Supplied data:
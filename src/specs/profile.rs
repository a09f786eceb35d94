// src/specs/profile.rs
//
// Author header + citation table.

use std::sync::LazyLock;

use regex::Regex;
use scraper::Selector;

use crate::config::consts::UNKNOWN_AFFILIATION;
use crate::core::html::{Page, captures_all, selector, strip_tags, text_of};
use crate::core::sanitize::{normalize_ws, parse_count, strip_bidi};
use crate::data::{Metrics, Profile};
use crate::error::ParseError;

static NAME: LazyLock<Selector> = LazyLock::new(|| selector("#gsc_prf_in"));
static TITLE: LazyLock<Selector> = LazyLock::new(|| selector("title"));
static AFFILIATION: LazyLock<Selector> = LazyLock::new(|| selector("#gsc_prf_i .gsc_prf_il"));
static INTERESTS: LazyLock<Selector> = LazyLock::new(|| selector("#gsc_prf_int a"));
static META_DESC: LazyLock<Selector> = LazyLock::new(|| selector(r#"meta[name="description"]"#));
static STATS_TABLE: LazyLock<Selector> = LazyLock::new(|| selector("#gsc_rsb_st"));
static STATS_CELLS: LazyLock<Selector> = LazyLock::new(|| selector("#gsc_rsb_st td.gsc_rsb_std"));

static TABLE_RE: LazyLock<Regex> = LazyLock::new(|| {
    Regex::new(r#"(?is)<table[^>]*id="gsc_rsb_st"[^>]*>.*?</table>"#)
        .unwrap_or_else(|e| panic!("citation table regex: {e}"))
});
static CELL_RE: LazyLock<Regex> = LazyLock::new(|| {
    Regex::new(r#"(?is)<td[^>]*class="gsc_rsb_std"[^>]*>(.*?)</td>"#)
        .unwrap_or_else(|e| panic!("citation cell regex: {e}"))
});

const TITLE_SUFFIX: &str = " - Google Scholar";

/// Citations / h-index / i10-index, all-time and recent.
///
/// Cells are read in document order; fewer than six through the DOM falls
/// back to a regex over the raw table before giving up.
pub fn parse_metrics(page: &Page<'_>) -> Result<Metrics, ParseError> {
    let dom_cells = page.texts(&STATS_CELLS);
    let cells = if dom_cells.len() >= 6 {
        dom_cells
    } else {
        let re_cells = cells_by_regex(page.raw);
        if re_cells.len() >= 6 {
            logd!("Metrics: DOM gave {} cells, regex fallback gave {}", dom_cells.len(), re_cells.len());
            re_cells
        } else if !page.has(&STATS_TABLE) && !TABLE_RE.is_match(page.raw) {
            return Err(ParseError::MissingCitationTable);
        } else {
            return Err(ParseError::IncompleteCitationTable(dom_cells.len().max(re_cells.len())));
        }
    };

    let mut n = [0u32; 6];
    for (slot, cell) in n.iter_mut().zip(&cells) {
        *slot = parse_count(cell).unwrap_or(0);
    }
    Ok(Metrics::from_cells(n))
}

fn cells_by_regex(raw: &str) -> Vec<String> {
    let Some(table) = TABLE_RE.find(raw) else { return Vec::new() };
    captures_all(&CELL_RE, table.as_str())
        .into_iter()
        .map(strip_tags)
        .collect()
}

/// Name, affiliation and interests. Only the name is mandatory.
pub fn parse_profile(page: &Page<'_>) -> Result<Profile, ParseError> {
    let name = page
        .first(&NAME)
        .map(text_of)
        .filter(|n| !n.is_empty())
        .or_else(|| name_from_title(page))
        .ok_or_else(|| {
            if looks_like_sign_in(page.raw) { ParseError::LoginRequired } else { ParseError::MissingName }
        })?;

    let meta = meta_segments(page);

    let affiliation = page
        .first(&AFFILIATION)
        .map(text_of)
        .filter(|a| !a.is_empty() && !a.starts_with("Verified email"))
        .or_else(|| meta.first().filter(|s| !s.starts_with("Cited by")).cloned())
        .unwrap_or_else(|| s!(UNKNOWN_AFFILIATION));

    let mut interests: Vec<String> = page.texts(&INTERESTS).into_iter().filter(|i| !i.is_empty()).collect();
    if interests.is_empty() {
        if let Some(cited) = meta.iter().position(|s| s.starts_with("Cited by")) {
            interests = meta[cited + 1..].to_vec();
        }
    }

    Ok(Profile { name, affiliation, interests })
}

/// `Ada Lovelace - Google Scholar` → `Ada Lovelace`, bidi marks dropped
fn name_from_title(page: &Page<'_>) -> Option<String> {
    let title = page.first(&TITLE).map(text_of)?;
    let name = title.split(TITLE_SUFFIX).next().unwrap_or("").trim();
    if name.is_empty() || name == "Google Scholar" { None } else { Some(s!(name)) }
}

fn looks_like_sign_in(raw: &str) -> bool {
    raw.contains("accounts.google.com/ServiceLogin") || raw.contains("Sign in")
}

/// `"Affiliation - Cited by N - Interest - Interest"` split on ` - `.
fn meta_segments(page: &Page<'_>) -> Vec<String> {
    page.first(&META_DESC)
        .and_then(|m| m.value().attr("content"))
        .map(|c| {
            strip_bidi(c)
                .split(" - ")
                .map(normalize_ws)
                .filter(|s| !s.is_empty())
                .collect()
        })
        .unwrap_or_default()
}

Instructions to follow: For each line of the material that contains "Some", return a copy.

Expected answer:
    let Some(table) = TABLE_RE.find(raw) else { return Vec::new() };
        if let Some(cited) = meta.iter().position(|s| s.starts_with("Cited by")) {
    if name.is_empty() || name == "Google Scholar" { None } else { Some(s!(name)) }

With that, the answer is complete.